• DIRECTIONS
Could you retype all of the data below exactly as given?

• INFORMATION GIVEN

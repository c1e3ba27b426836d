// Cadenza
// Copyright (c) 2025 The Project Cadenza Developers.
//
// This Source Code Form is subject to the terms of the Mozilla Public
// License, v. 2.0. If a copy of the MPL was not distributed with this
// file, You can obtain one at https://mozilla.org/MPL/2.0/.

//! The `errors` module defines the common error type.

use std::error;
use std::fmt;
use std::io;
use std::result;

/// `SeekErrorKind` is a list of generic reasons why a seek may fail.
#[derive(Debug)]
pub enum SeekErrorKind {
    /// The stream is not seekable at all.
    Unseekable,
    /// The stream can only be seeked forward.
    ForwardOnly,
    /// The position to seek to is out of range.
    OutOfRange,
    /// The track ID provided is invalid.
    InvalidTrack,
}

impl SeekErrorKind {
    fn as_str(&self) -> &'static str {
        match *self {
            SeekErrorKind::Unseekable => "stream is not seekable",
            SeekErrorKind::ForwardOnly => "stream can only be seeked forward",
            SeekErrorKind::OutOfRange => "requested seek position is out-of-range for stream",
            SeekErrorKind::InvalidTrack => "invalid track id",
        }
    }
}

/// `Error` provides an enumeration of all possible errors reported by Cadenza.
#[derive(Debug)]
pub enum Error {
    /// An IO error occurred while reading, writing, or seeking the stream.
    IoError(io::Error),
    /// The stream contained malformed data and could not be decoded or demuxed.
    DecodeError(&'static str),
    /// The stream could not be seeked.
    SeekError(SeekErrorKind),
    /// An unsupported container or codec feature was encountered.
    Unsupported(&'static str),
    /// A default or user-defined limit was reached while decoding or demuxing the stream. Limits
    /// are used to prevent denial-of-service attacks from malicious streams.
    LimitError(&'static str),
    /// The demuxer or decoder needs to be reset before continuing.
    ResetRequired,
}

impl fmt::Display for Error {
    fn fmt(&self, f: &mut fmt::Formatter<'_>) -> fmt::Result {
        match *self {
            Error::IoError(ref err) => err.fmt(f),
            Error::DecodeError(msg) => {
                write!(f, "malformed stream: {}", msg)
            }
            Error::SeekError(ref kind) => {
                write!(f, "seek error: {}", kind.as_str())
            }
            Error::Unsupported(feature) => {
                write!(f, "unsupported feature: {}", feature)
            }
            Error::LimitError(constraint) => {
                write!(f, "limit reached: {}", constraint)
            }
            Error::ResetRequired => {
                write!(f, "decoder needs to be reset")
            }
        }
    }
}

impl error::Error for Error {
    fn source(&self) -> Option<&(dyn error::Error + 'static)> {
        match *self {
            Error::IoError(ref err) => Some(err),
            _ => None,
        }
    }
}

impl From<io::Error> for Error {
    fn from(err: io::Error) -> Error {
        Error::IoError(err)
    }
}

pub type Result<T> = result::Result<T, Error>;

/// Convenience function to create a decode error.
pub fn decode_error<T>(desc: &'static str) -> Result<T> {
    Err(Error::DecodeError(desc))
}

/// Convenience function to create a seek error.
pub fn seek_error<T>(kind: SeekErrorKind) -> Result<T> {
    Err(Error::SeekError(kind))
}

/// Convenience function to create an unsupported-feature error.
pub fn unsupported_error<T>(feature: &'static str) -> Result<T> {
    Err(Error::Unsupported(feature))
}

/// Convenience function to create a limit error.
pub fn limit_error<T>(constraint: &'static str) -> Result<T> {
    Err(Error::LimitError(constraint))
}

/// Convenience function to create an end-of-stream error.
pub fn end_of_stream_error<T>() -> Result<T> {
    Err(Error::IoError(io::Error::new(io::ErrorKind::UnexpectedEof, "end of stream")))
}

• EXERCISE RESULT
repository c1e3ba27b426836d
// Cadenza
// Copyright (c) 2025 The Project Cadenza Developers.
//
// This Source Code Form is subject to the terms of the Mozilla Public
// License, v. 2.0. If a copy of the MPL was not distributed with this
// file, You can obtain one at https://mozilla.org/MPL/2.0/.

//! The `errors` module defines the common error type.

use std::error;
use std::fmt;
use std::io;
use std::result;

/// `SeekErrorKind` is a list of generic reasons why a seek may fail.
#[derive(Debug)]
pub enum SeekErrorKind {
    /// The stream is not seekable at all.
    Unseekable,
    /// The stream can only be seeked forward.
    ForwardOnly,
    /// The position to seek to is out of range.
    OutOfRange,
    /// The track ID provided is invalid.
    InvalidTrack,
}

impl SeekErrorKind {
    fn as_str(&self) -> &'static str {
        match *self {
            SeekErrorKind::Unseekable => "stream is not seekable",
            SeekErrorKind::ForwardOnly => "stream can only be seeked forward",
            SeekErrorKind::OutOfRange => "requested seek position is out-of-range for stream",
            SeekErrorKind::InvalidTrack => "invalid track id",
        }
    }
}

/// `Error` provides an enumeration of all possible errors reported by Cadenza.
#[derive(Debug)]
pub enum Error {
    /// An IO error occurred while reading, writing, or seeking the stream.
    IoError(io::Error),
    /// The stream contained malformed data and could not be decoded or demuxed.
    DecodeError(&'static str),
    /// The stream could not be seeked.
    SeekError(SeekErrorKind),
    /// An unsupported container or codec feature was encountered.
    Unsupported(&'static str),
    /// A default or user-defined limit was reached while decoding or demuxing the stream. Limits
    /// are used to prevent denial-of-service attacks from malicious streams.
    LimitError(&'static str),
    /// The demuxer or decoder needs to be reset before continuing.
    ResetRequired,
}

impl fmt::Display for Error {
    fn fmt(&self, f: &mut fmt::Formatter<'_>) -> fmt::Result {
        match *self {
            Error::IoError(ref err) => err.fmt(f),
            Error::DecodeError(msg) => {
                write!(f, "malformed stream: {}", msg)
            }
            Error::SeekError(ref kind) => {
                write!(f, "seek error: {}", kind.as_str())
            }
            Error::Unsupported(feature) => {
                write!(f, "unsupported feature: {}", feature)
            }
            Error::LimitError(constraint) => {
                write!(f, "limit reached: {}", constraint)
            }
            Error::ResetRequired => {
                write!(f, "decoder needs to be reset")
            }
        }
    }
}

impl error::Error for Error {
    fn source(&self) -> Option<&(dyn error::Error + 'static)> {
        match *self {
            Error::IoError(ref err) => Some(err),
            _ => None,
        }
    }
}

impl From<io::Error> for Error {
    fn from(err: io::Error) -> Error {
        Error::IoError(err)
    }
}

pub type Result<T> = result::Result<T, Error>;

/// Convenience function to create a decode error.
pub fn decode_error<T>(desc: &'static str) -> Result<T> {
    Err(Error::DecodeError(desc))
}

/// Convenience function to create a seek error.
pub fn seek_error<T>(kind: SeekErrorKind) -> Result<T> {
    Err(Error::SeekError(kind))
}

/// Convenience function to create an unsupported-feature error.
pub fn unsupported_error<T>(feature: &'static str) -> Result<T> {
    Err(Error::Unsupported(feature))
}

/// Convenience function to create a limit error.
pub fn limit_error<T>(constraint: &'static str) -> Result<T> {
    Err(Error::LimitError(constraint))
}

/// Convenience function to create an end-of-stream error.
pub fn end_of_stream_error<T>() -> Result<T> {
    Err(Error::IoError(io::Error::new(io::ErrorKind::UnexpectedEof, "end of stream")))
}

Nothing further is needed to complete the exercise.